Hannah Shah. Dritte Generation bengalischer Einwanderer. Persönliche Assistentin von Sarah Lincoln, der frisch gewählten Labour-Abgeordneten für den Bezirk Tower Hamlets South. »Ein bisschen weit weg von zu Hause, oder?«, fragte er mit einem Lächeln und einer vagen Geste. »Limehouse ist da drüben, Ms Shah.«
Sie runzelte die Stirn. »Das ist eine freie Stadt. Jedenfalls noch.«
»Darum sind wir ja hier«, sagte er. »Haben Sie es bekommen?«
»Woher soll ich wissen, ob Sie derjenige sind, dem ich es geben soll?«
»Falls nicht, würde ich jetzt trotzdem kaum widersprechen«, wiederholte er ihre eigenen Worte und versuchte, schelmisch zu grinsen. Doch ihrem Gesichtsausdruck konnte er ablesen, dass es nicht funktioniert hatte. Sie starrte ihn an und er musste dem Drang widerstehen, sich unter ihrem Blick zu winden. »Hören Sie, ich gehöre nicht zu Albion, wenn es das ist, worüber Sie sich Sorgen machen.«
»Das hab ich nicht, aber jetzt schon.« Sie starrte ihn unbeirrt weiter an.
Er starrte zurück und plötzlich fiel ihm die Parole wieder ein. Peinlich berührt griff er sich an den Kopf. »Ach ja. Die Rote Königin sagt: ›Ab mit ihrem Kopf.‹«
»Das kommt ein bisschen spät«, sagte sie misstrauisch.
Er konnte es ihr nicht verübeln, dennoch war er genervt. Es war nicht seine Schuld, oder? Er war nicht derjenige, der sich in einer dunklen Hintergasse hatte treffen wollen wie in einem schlechten Film. Er war nicht derjenige, der auf dämlichen Kennwörtern bestanden hatte, wenn sie sich auch einfach verschlüsselte Pings an ihre Optiks hätten schicken können.
»Ich hatte es vergessen«, erklärte er trotzig. Als sie nicht antwortete, drehte er sein Rad herum. »Dann fahre ich wohl einfach wieder, ja?« Er versuchte, gleichgültig zu klingen. »Mich juckt das nicht.« Was nicht ganz stimmte. Aber das musste sie ja nicht wissen.

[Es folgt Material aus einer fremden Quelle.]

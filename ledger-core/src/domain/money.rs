//! Fixed-point amount rules shared by deposits, transfers and new accounts
//!
//! Balances are exact decimals at scale 4 and are persisted as `DECIMAL(18,4)`.

use rust_decimal::Decimal;

use super::result::{Error, Result};

/// Number of fractional digits kept for every balance and amount
pub const LEDGER_SCALE: u32 = 4;

/// Largest balance a `DECIMAL(18,4)` column can hold
pub fn max_balance() -> Decimal {
    Decimal::new(999_999_999_999_999_999, LEDGER_SCALE)
}

/// Bring a validated value to the ledger scale (`10` -> `10.0000`)
pub fn to_ledger_scale(value: Decimal) -> Decimal {
    let mut value = value;
    value.rescale(LEDGER_SCALE);
    value
}

fn check_precision(value: Decimal) -> Result<()> {
    if value.normalize().scale() > LEDGER_SCALE {
        return Err(Error::invalid(format!(
            "amount {} has more than {} decimal places",
            value, LEDGER_SCALE
        )));
    }
    if value.abs() > max_balance() {
        return Err(Error::invalid(format!(
            "amount {} exceeds the maximum of {}",
            value,
            max_balance()
        )));
    }
    Ok(())
}

/// Validate a deposit or transfer amount: strictly positive, at most 4 decimals
pub fn validate_amount(amount: Decimal) -> Result<Decimal> {
    if amount <= Decimal::ZERO {
        return Err(Error::invalid("amount should be positive"));
    }
    check_precision(amount)?;
    Ok(to_ledger_scale(amount))
}

/// Validate the opening balance of a new account (zero allowed)
pub fn validate_initial_balance(balance: Decimal) -> Result<Decimal> {
    if balance < Decimal::ZERO {
        return Err(Error::invalid("initial balance cannot be negative"));
    }
    check_precision(balance)?;
    Ok(to_ledger_scale(balance))
}

/// Add `amount` to `balance`, refusing results the store could not represent
pub fn credit(balance: Decimal, amount: Decimal) -> Result<Decimal> {
    let new_balance = balance
        .checked_add(amount)
        .filter(|b| *b <= max_balance())
        .ok_or_else(|| Error::invalid("resulting balance exceeds the maximum"))?;
    Ok(to_ledger_scale(new_balance))
}

#[cfg(test)]
mod tests {
    use std::str::FromStr;

    use super::*;
    use crate::domain::result::ErrorKind;

    fn dec(s: &str) -> Decimal {
        Decimal::from_str(s).unwrap()
    }

    #[test]
    fn test_positive_amount_is_scaled() {
        let amount = validate_amount(dec("10")).unwrap();
        assert_eq!(amount.to_string(), "10.0000");
    }

    #[test]
    fn test_zero_and_negative_amounts_rejected() {
        for raw in ["0", "0.0000", "-1"] {
            let err = validate_amount(dec(raw)).unwrap_err();
            assert_eq!(err.kind(), ErrorKind::InvalidRequest);
            assert!(err.to_string().contains("amount should be positive"));
        }
    }

    #[test]
    fn test_precision_is_checked_after_normalizing() {
        assert!(validate_amount(dec("10.50000")).is_ok());
        let err = validate_amount(dec("0.00001")).unwrap_err();
        assert!(err.to_string().contains("decimal places"));
    }

    #[test]
    fn test_initial_balance_allows_zero() {
        assert_eq!(
            validate_initial_balance(Decimal::ZERO).unwrap().to_string(),
            "0.0000"
        );
        assert!(validate_initial_balance(dec("-0.01")).is_err());
    }

    #[test]
    fn test_credit_respects_maximum() {
        assert_eq!(credit(dec("1.5"), dec("2.25")).unwrap(), dec("3.75"));
        let err = credit(max_balance(), dec("0.0001")).unwrap_err();
        assert_eq!(err.kind(), ErrorKind::InvalidRequest);
    }
}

»Warten Sie«, sagte sie schnell. Er blieb stumm. Nach einem Moment seufzte sie. »Hier.«
Sie hielt ihm einen gefalteten A5-Umschlag hin. Darin befand sich etwas Kleines. Wahrscheinlich ein USB-Stick, dachte er. Aber er war nicht so grün hinter den Ohren, dass er den Umschlag aufmachen und nachsehen würde. Nicht vor ihr. Dennoch zögerte er. Er kannte sich mit diesen Angelegenheiten gut genug aus, um zu wissen, dass es wahrscheinlich ein Risiko für sie war, sich so mit ihm zu treffen. »Ihnen ist klar, dass Sie dadurch in große Schwierigkeiten geraten könnten.«
»Nur wenn Sie erwischt werden«, erwiderte sie leise. »Also, um unser beider Willen, lassen Sie sich nicht erwischen.«
»Hatte ich nicht vor.« Er steckte den Umschlag in seine Jacke. »Danke, Süße. Bis dann.« Einen Moment später war er bereits wieder auf seinem Fahrrad und drei Sekunden danach weg.
Er blickte nicht zurück.
Hannah Shah marschierte Richtung Whitechapel und überflog im Gehen wichtige E-Mails auf ihrem Optik-Display. Es war zwar Sonntag, doch das bedeutete nicht, dass keine Arbeit mehr reinkam. Außerdem war es eine gute Ablenkung.
Ein Polizeiauto fuhr mit heulenden Sirenen an ihr vorbei. Auf den Straßen waren mehr Polizisten unterwegs, als sie jemals gesehen hatte. Irgendwas lag in der Luft. Vielleicht hatte es mit der TOAN-Konferenz in ein paar Tagen zu tun. Die Abkürzung stand für Technology for All Nations und war eine Riesensache. Ein Zeichen für Londons Wiederauferstehung, wie manche behaupteten. Insgeheim hatte Hannah ihre Zweifel daran.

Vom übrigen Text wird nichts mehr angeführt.